Figure 4b shows the coefficients related to polynomial interactions of temperature with temperature. These are the raw coefficients, without any averaging applied.
%run "../src/pipelines/coecien_analysis.py"
../outputs/models/alpha.001_3dLatLonDepUVBolSalEtaDnsPolyDeg2_Step1_PredictDelT_coefs.npz raw_coeffs.shape (1, 26106) raw_coeffs.shape (1, 26106)
High-weighted inputs (those with a large magnitude coefficient) are variables which are heavily used in the predictions and therefore considered important for the predictive skill. From the above figures we infer-
From Figure 4a: Density (as a linear term, not in combination with other variables) is by far the most highly weighted variable in this model. This agrees well with the current physical understanding of ocean dynamics.
From Figure 4a: The location information is low weighted, particularly when interacting with other variables. This indicates that the regressor is not basing its predictions predominantly on the location of points, but on the physical variables themselves.
From Figure 4b: Multiplicative interaction between temperatures at the grid point we are predicting for and the temperature at all surrounding points is very highly weighted. This fits well with our physical expectation of the system—as diffusive and advective fluxes of temperature are dominated by local gradients in temperature.
In this section, we run a series of withholding experiments.
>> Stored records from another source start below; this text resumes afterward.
impl SourceReader for FfmpegReader {
    fn add_video_output(
        &mut self,
        track: TrackId,
        frame_duration: MediaTime,
    ) -> FramestampResult<()> {
        let track = self.track(track, MediaKind::Video)?;
        let (width, height) = track.natural_size.to_pixels();
        let windows = plan_segments(track, &self.range);
        self.video = Some(DecodeLane::new(
            LaneFormat::Video {
                width,
                height,
                frame_duration,
            },
            windows,
        ));
        Ok(())
    }

    fn add_audio_output(&mut self, track: TrackId) -> FramestampResult<()> {
        let track = self.track(track, MediaKind::Audio)?;
        let defaults = AudioSettings::default();
        let format = LaneFormat::Audio {
            sample_rate: if track.sample_rate > 0 {
                track.sample_rate
            } else {
                defaults.sample_rate
            },
            channels: if track.channels > 0 {
                track.channels
            } else {
                defaults.channels
            },
        };
        let windows = plan_segments(track, &self.range);
        self.audio = Some(DecodeLane::new(format, windows));
        Ok(())
    }

    fn start_reading(&mut self) -> FramestampResult<()> {
        if self.status != ReaderStatus::Unknown {
            return Err(FramestampError::engine("reader already started"));
        }
        self.status = ReaderStatus::Reading;
        Ok(())
    }

    fn copy_next_sample(&mut self, kind: MediaKind) -> FramestampResult<Option<SampleBuffer>> {
        if !matches!(self.status, ReaderStatus::Reading | ReaderStatus::Completed) {
            return Err(FramestampError::pump_failure(format!(
                "reader is not reading ({:?})",
                self.status
            )));
        }
        let lane = match kind {
            MediaKind::Video => self.video.as_mut(),
            MediaKind::Audio => self.audio.as_mut(),
        };
        let Some(lane) = lane else {
            return Err(FramestampError::pump_failure(format!("no {kind} output added")));
        };

        match lane.next(&self.ffmpeg) {
            Ok(Some(sample)) => Ok(Some(sample)),
            Ok(None) => {
                let all_done = self.video.as_ref().map_or(true, |l| l.done)
                    && self.audio.as_ref().map_or(true, |l| l.done);
                if all_done {
                    self.status = ReaderStatus::Completed;
                }
                Ok(None)
            }
            Err(e) => {
                self.status = ReaderStatus::Failed;
                Err(e)
            }
        }
    }

    fn cancel_reading(&mut self) {
        for lane in [self.video.as_mut(), self.audio.as_mut()].into_iter().flatten() {
            lane.kill();
        }
        if matches!(self.status, ReaderStatus::Unknown | ReaderStatus::Reading) {
            self.status = ReaderStatus::Cancelled;
        }
    }

    fn status(&self) -> ReaderStatus {
        self.status
    }
}

impl Drop for FfmpegReader {
    fn drop(&mut self) {
        for lane in [self.video.as_mut(), self.audio.as_mut()].into_iter().flatten() {
            lane.kill();
        }
    }
}
impl SyntheticSource {
    pub fn new(duration: MediaTime) -> Self {
        Self {
            duration,
            video: None,
            audio: None,
        }
    }

    pub fn with_video(mut self, width: u32, height: u32, frame_rate: f64) -> Self {
        self.video = Some(SyntheticVideo {
            natural_size: Size::new(width as f64, height as f64),
            frame_rate,
            preferred_transform: AffineTransform::IDENTITY,
        });
        self
    }

    /// Tag the video track with an orientation transform.
    pub fn with_transform(mut self, transform: AffineTransform) -> Self {
        if let Some(video) = self.video.as_mut() {
            video.preferred_transform = transform;
        }
        self
    }

    pub fn with_audio(mut self, sample_rate: u32, channels: u16) -> Self {
        self.audio = Some(SyntheticAudio {
            sample_rate,
            channels,
        });
        self
    }

    fn to_asset(&self, path: &Path) -> MediaAsset {
        let mut tracks = Vec::new();
        let mut stream = 0;
        if let Some(video) = &self.video {
            tracks.push(
                AssetTrack::video(
                    TrackId(stream + 1),
                    path,
                    stream,
                    self.duration,
                    video.natural_size,
                    video.frame_rate,
                )
                .with_preferred_transform(video.preferred_transform),
            );
            stream += 1;
        }
        if let Some(audio) = &self.audio {
            tracks.push(AssetTrack::audio(
                TrackId(stream + 1),
                path,
                stream,
                self.duration,
                audio.sample_rate,
                audio.channels,
            ));
        }
        MediaAsset::new(Some(path.to_path_buf()), self.duration, tracks)
    }
}

/// Frame `index` of a synthetic video: blue carries the index, green and
/// red the column and row.
pub fn synthetic_frame(width: u32, height: u32, index: u64) -> PixelBuffer {
    let mut frame = PixelBuffer::new(width, height);
    for y in 0..height {
        for x in 0..width {
            frame.set_pixel(x, y, [(index % 256) as u8, (x % 256) as u8, (y % 256) as u8, 255]);
        }
    }
    frame
}

/// Failures to inject into readers and writers created after the plan is set.
#[derive(Debug, Clone, Default)]
pub struct FaultPlan {
    pub fail_reader_open: bool,
    pub fail_writer_open: bool,
    /// Reader fails after handing out this many samples.
    pub reader_fail_after: Option<usize>,
    /// Writer fails after accepting this many samples.
    pub writer_fail_after: Option<usize>,
    pub fail_finish: bool,
    /// Sleep before every sample pull.
    pub sample_delay: Option<Duration>,
}

/// What writers have received.
#[derive(Debug, Clone, Default)]
pub struct WriterStats {
    pub writers_created: usize,
    pub video_frames: usize,
    pub audio_chunks: usize,
    pub video_times: Vec<MediaTime>,
    pub frame_size: Option<(u32, u32)>,
    pub last_video_frame: Option<PixelBuffer>,
    pub finish_calls: usize,
    pub session_start: Option<MediaTime>,
    pub inputs: Vec<TrackSettings>,
}
//! Compositions: how source tracks map onto an output timeline and canvas.
//!
//! Two related types live here:
//! - [`Composition`] stitches time ranges of source tracks into new tracks
//!   and yields a [`MediaAsset`] that readers can open like any container.
//! - [`VideoComposition`] describes, per time range, how video layers are
//!   transformed and faded onto a canvas of a fixed render size.

use serde::{Deserialize, Serialize};

use crate::asset::{AssetTrack, MediaAsset, MediaKind, TrackId, TrackSegment};
use crate::geometry::{AffineTransform, Size};
use crate::overlay::OverlayLayer;
use crate::time::{MediaTime, TimeRange};
use crate::ModelError;

/// A mutable set of tracks assembled from pieces of other assets.
#[derive(Debug, Clone, Default)]
pub struct Composition {
    tracks: Vec<AssetTrack>,
    next_id: u32,
}

impl Composition {
    pub fn new() -> Self {
        Self {
            tracks: Vec::new(),
            next_id: 1,
        }
    }

    /// Add an empty track and return its id.
    pub fn add_track(&mut self, kind: MediaKind) -> TrackId {
        let id = TrackId(self.next_id.max(1));
        self.next_id = id.0 + 1;
        self.tracks.push(AssetTrack {
            id,
            kind,
            duration: MediaTime::ZERO,
            natural_size: Size::ZERO,
            preferred_transform: AffineTransform::IDENTITY,
            nominal_frame_rate: 0.0,
            sample_rate: 0,
            channels: 0,
            segments: Vec::new(),
        });
        id
    }

    pub fn tracks(&self) -> &[AssetTrack] {
        &self.tracks
    }

    /// Insert `range` of `source` into track `track` starting at `at`.
    ///
    /// The first insertion into an empty track adopts the source track's
    /// natural properties (size, orientation, frame rate, audio format).
    pub fn insert_time_range(
        &mut self,
        track: TrackId,
        range: TimeRange,
        source: &AssetTrack,
        at: MediaTime,
    ) -> Result<(), ModelError> {
        let range = range.bounded_by(source.duration);
        let range_duration = range.duration().unwrap_or(MediaTime::ZERO);
        if at.is_negative() {
            return Err(ModelError::InvalidComposition {
                message: format!("insertion time {:.3}s is negative", at.as_secs_f64()),
            });
        }

        let target = self
            .tracks
            .iter_mut()
            .find(|t| t.id == track)
            .ok_or(ModelError::TrackNotFound { track: track.0 })?;
        if target.kind != source.kind {
            return Err(ModelError::KindMismatch {
                expected: target.kind,
                found: source.kind,
            });
        }

        if target.segments.is_empty() {
            target.natural_size = source.natural_size;
            target.preferred_transform = source.preferred_transform;
            target.nominal_frame_rate = source.nominal_frame_rate;
            target.sample_rate = source.sample_rate;
            target.channels = source.channels;
        }

        for segment in &source.segments {
            let Some(overlap) = segment.target_range().intersection(&range) else {
                continue;
            };
            let overlap_duration = overlap.duration().unwrap_or(MediaTime::ZERO);
            let offset_in_segment = overlap.start() - segment.target_start;
            let source_range = TimeRange::new(
                segment.source_range.start() + offset_in_segment,
                overlap_duration,
            )?;
            target.segments.push(TrackSegment {
                source: segment.source.clone(),
                source_stream: segment.source_stream,
                source_range,
                target_start: at + (overlap.start() - range.start()),
            });
        }
        target
            .segments
            .sort_by(|a, b| a.target_start.cmp(&b.target_start));

        let inserted_end = at + range_duration;
        target.duration = target.duration.max(inserted_end);
        Ok(())
    }

    /// Longest track duration.
    pub fn duration(&self) -> MediaTime {
        self.tracks
            .iter()
            .map(|t| t.duration)
            .fold(MediaTime::ZERO, MediaTime::max)
    }

    /// Freeze into an asset. Tracks that never received media are dropped.
    pub fn to_asset(&self) -> MediaAsset {
        let tracks: Vec<AssetTrack> = self
            .tracks
            .iter()
            .filter(|t| !t.segments.is_empty())
            .cloned()
            .collect();
        MediaAsset::new(None, self.duration(), tracks)
    }
}

/// Linear opacity change across an instruction's time range.
#[derive(Debug, Clone, Copy, PartialEq, Serialize, Deserialize)]
pub struct OpacityRamp {
    pub start: f32,
    pub end: f32,
}

impl OpacityRamp {
    pub const OPAQUE: OpacityRamp = OpacityRamp {
        start: 1.0,
        end: 1.0,
    };

    pub fn constant(opacity: f32) -> Self {
        let opacity = opacity.clamp(0.0, 1.0);
        Self {
            start: opacity,
            end: opacity,
        }
    }

    pub fn linear(start: f32, end: f32) -> Self {
        Self {
            start: start.clamp(0.0, 1.0),
            end: end.clamp(0.0, 1.0),
        }
    }

    /// Opacity at `fraction` (0..=1) of the way through the range.
    pub fn at(&self, fraction: f64) -> f32 {
        let t = fraction.clamp(0.0, 1.0) as f32;
        self.start + (self.end - self.start) * t
    }

    pub fn is_opaque(&self) -> bool {
        self.start >= 1.0 && self.end >= 1.0
    }
}

impl Default for OpacityRamp {
    fn default() -> Self {
        Self::OPAQUE
    }
}

/// How one source track is drawn during an instruction.
#[derive(Debug, Clone, PartialEq, Serialize, Deserialize)]
pub struct LayerInstruction {
    pub track_id: TrackId,
    /// Raster-space transform from source pixels to canvas pixels.
    pub transform: AffineTransform,
    pub opacity: OpacityRamp,
}

impl LayerInstruction {
    pub fn pass_through(track_id: TrackId) -> Self {
        Self {
            track_id,
            transform: AffineTransform::IDENTITY,
            opacity: OpacityRamp::OPAQUE,
        }
    }
}

/// Layers to draw over one time range. Earlier layers are drawn on top.
#[derive(Debug, Clone, PartialEq, Serialize, Deserialize)]
pub struct CompositionInstruction {
    pub time_range: TimeRange,
    pub layers: Vec<LayerInstruction>,
}

impl CompositionInstruction {
    /// Fraction of the way `t` lies through this instruction's range.
    pub fn progress_at(&self, t: MediaTime) -> f64 {
        match self.time_range.duration() {
            Some(d) if !d.is_zero() => {
                ((t - self.time_range.start()).as_secs_f64() / d.as_secs_f64()).clamp(0.0, 1.0)
            }
            _ => 0.0,
        }
    }
}

/// Canvas-level description of a video composition.
#[derive(Debug, Clone)]
pub struct VideoComposition {
    /// Size of every rendered frame.
    pub render_size: Size,

    /// Interval between rendered frames.
    pub frame_duration: MediaTime,

    /// Non-overlapping instructions ordered by start time.
    pub instructions: Vec<CompositionInstruction>,

    /// Image drawn over the video layers on every frame.
    pub overlay: Option<OverlayLayer>,
}

impl VideoComposition {
    /// Instruction covering `t`, if any.
    pub fn instruction_at(&self, t: MediaTime) -> Option<&CompositionInstruction> {
        self.instructions.iter().find(|i| i.time_range.contains(t))
    }

    pub fn frame_rate(&self) -> f64 {
        self.frame_duration.as_frame_rate()
    }

    /// Check canvas-level invariants.
    pub fn validate(&self) -> Result<(), ModelError> {
        if self.render_size.is_empty() {
            return Err(ModelError::InvalidComposition {
                message: "render size is empty".to_string(),
            });
        }
        if self.frame_duration.value <= 0 {
            return Err(ModelError::InvalidComposition {
                message: "frame duration must be positive".to_string(),
            });
        }
        let mut previous_end: Option<MediaTime> = None;
        for instruction in &self.instructions {
            let Some(end) = instruction.time_range.end() else {
                return Err(ModelError::InvalidComposition {
                    message: "instruction time ranges must be finite".to_string(),
                });
            };
            if let Some(prev) = previous_end {
                if instruction.time_range.start() < prev {
                    return Err(ModelError::InvalidComposition {
                        message: format!(
                            "instruction at {:.3}s overlaps its predecessor",
                            instruction.time_range.start().as_secs_f64()
                        ),
                    });
                }
            }
            previous_end = Some(end);
        }
        Ok(())
    }
}

#[cfg(test)]
mod tests {
    use super::*;

    fn source_asset() -> MediaAsset {
        let duration = MediaTime::new(10, 1);
        MediaAsset::new(
            Some("/media/in.mp4".into()),
            duration,
            vec![
                AssetTrack::video(
                    TrackId(1),
                    "/media/in.mp4",
                    0,
                    duration,
                    Size::new(1280.0, 720.0),
                    25.0,
                ),
                AssetTrack::audio(TrackId(2), "/media/in.mp4", 1, duration, 48_000, 2),
            ],
        )
    }

    #[test]
    fn test_full_insertion_at_zero() {
        let source = source_asset();
        let mut comp = Composition::new();
        let video = comp.add_track(MediaKind::Video);
        let audio = comp.add_track(MediaKind::Audio);

        let video_src = source.first_track(MediaKind::Video).unwrap();
        let audio_src = source.first_track(MediaKind::Audio).unwrap();
        let full = TimeRange::new(MediaTime::ZERO, source.duration).unwrap();
        comp.insert_time_range(video, full, video_src, MediaTime::ZERO)
            .unwrap();
        comp.insert_time_range(audio, full, audio_src, MediaTime::ZERO)
            .unwrap();

        let asset = comp.to_asset();
        assert_eq!(asset.duration, MediaTime::new(10, 1));
        assert_eq!(asset.tracks.len(), 2);
        let v = asset.first_track(MediaKind::Video).unwrap();
        assert_eq!(v.natural_size, Size::new(1280.0, 720.0));
        assert_eq!(v.nominal_frame_rate, 25.0);
        assert_eq!(v.segments.len(), 1);
        assert_eq!(v.segments[0].source_stream, 0);
        assert_eq!(asset.source_files(), vec![std::path::Path::new("/media/in.mp4")]);
    }

    #[test]
    fn test_partial_insertion_maps_source_offsets() {
        let source = source_asset();
        let mut comp = Composition::new();
        let video = comp.add_track(MediaKind::Video);
        let video_src = source.first_track(MediaKind::Video).unwrap();

        comp.insert_time_range(
            video,
            TimeRange::from_secs(2.0, 3.0).unwrap(),
            video_src,
            MediaTime::new(1, 1),
        )
        .unwrap();

        let track = &comp.tracks()[0];
        assert_eq!(track.segments.len(), 1);
        let seg = &track.segments[0];
        assert_eq!(seg.source_range.start(), MediaTime::new(2, 1));
        assert_eq!(seg.source_range.duration(), Some(MediaTime::new(3, 1)));
        assert_eq!(seg.target_start, MediaTime::new(1, 1));
        assert_eq!(track.duration, MediaTime::new(4, 1));
    }

    #[test]
    fn test_insertion_rejects_kind_mismatch_and_unknown_track() {
        let source = source_asset();
        let mut comp = Composition::new();
        let video = comp.add_track(MediaKind::Video);
        let audio_src = source.first_track(MediaKind::Audio).unwrap();

        assert!(matches!(
            comp.insert_time_range(video, TimeRange::ALL, audio_src, MediaTime::ZERO),
            Err(ModelError::KindMismatch { .. })
        ));
        assert!(matches!(
            comp.insert_time_range(TrackId(42), TimeRange::ALL, audio_src, MediaTime::ZERO),
            Err(ModelError::TrackNotFound { track: 42 })
        ));
    }

    #[test]
    fn test_empty_tracks_are_dropped_from_asset() {
        let source = source_asset();
        let mut comp = Composition::new();
        let video = comp.add_track(MediaKind::Video);
        let _audio = comp.add_track(MediaKind::Audio);
        comp.insert_time_range(
            video,
            TimeRange::ALL,
            source.first_track(MediaKind::Video).unwrap(),
            MediaTime::ZERO,
        )
        .unwrap();

        let asset = comp.to_asset();
        assert!(asset.has(MediaKind::Video));
        assert!(!asset.has(MediaKind::Audio));
    }

    #[test]
    fn test_opacity_ramp() {
        let ramp = OpacityRamp::linear(1.0, 0.0);
        assert_eq!(ramp.at(0.0), 1.0);
        assert!((ramp.at(0.25) - 0.75).abs() < 1e-6);
        assert_eq!(ramp.at(2.0), 0.0);
        assert!(OpacityRamp::constant(1.0).is_opaque());
    }

    #[test]
    fn test_validate_rejects_overlap() {
        let layer = LayerInstruction::pass_through(TrackId(1));
        let composition = VideoComposition {
            render_size: Size::new(640.0, 360.0),
            frame_duration: MediaTime::new(1, 30),
            instructions: vec![
                CompositionInstruction {
                    time_range: TimeRange::from_secs(0.0, 5.0).unwrap(),
                    layers: vec![layer.clone()],
                },
                CompositionInstruction {
                    time_range: TimeRange::from_secs(4.0, 5.0).unwrap(),
                    layers: vec![layer],
                },
            ],
            overlay: None,
        };
        assert!(composition.validate().is_err());
        assert!(composition
            .instruction_at(MediaTime::from_secs_f64(4.5))
            .is_some());
    }
}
For each of the variables described with the exception of temperature, we train a new regressor leaving out that one variable group, for example, we train a new regressor with all the existing inputs except for salinity at all surrounding points and any multiplicative terms including salinity.
We update the dictionary run_vars
, such that poly_degree
is set to 1
-- This helps us in evaluating the performance of the purely linear model, that is, the model trained without any multiplicative terms
#Setting up the parameters for the run - Setting Polynomial Degree=1
run_vars = {'dimension':3, 'lat':True , 'lon':True , 'dep':True , 'current':True , 'bolus_vel':True , 'sal':True , 'eta':True , 'density':True , 'poly_degree':1, 'StepSize':1, 'predict':'DelT'}
data_name = data_prefix + cn.create_dataname(run_vars)
model_name = model_prefix+data_name
pkl_filename='../outputs/models/' + model_name+'_pickle.pkl'
print('Loading : ', pkl_filename)
Loading : ../outputs/models/alpha.001_3dLatLonDepUVBolSalEtaDnsPolyDeg1_Step1_PredictDelT_pickle.pkl
path='../data/interim/'
inputs_tr_filename = path+'SinglePoint_'+data_name+'_InputsTr.npy'
inputs_val_filename = path+'SinglePoint_'+data_name+'_InputsVal.npy'
inputs_te_filename = path+'SinglePoint_'+data_name+'_InputsTe.npy.gz'
#Loading Input Arrays
norm_inputs_tr=np.load(inputs_tr_filename)
norm_inputs_val=np.load(inputs_val_filename)
norm_inputs_te=np.load(gzip.GzipFile(inputs_te_filename,'r'))
make_scatter_plots(run_vars,pkl_filename,data_name,model_name,norm_inputs_tr,norm_inputs_val,norm_inputs_te,plot_val=False)
opening ../outputs/models/alpha.001_3dLatLonDepUVBolSalEtaDnsPolyDeg1_Step1_PredictDelT_pickle.pkl predict values ================================================ Predictions against truth for Training datasets for the control regressor ================================================
We see that, without multiplicative terms, the model can capture the mean behavior of the system (zero change in temperature) but is unable to capture any of the variability. This mean behavior alone does not provide useful forecasts, as can be seen from the statistics for this experiment. Nonlinearity is shown to be critical to modeling the variability of temperature change.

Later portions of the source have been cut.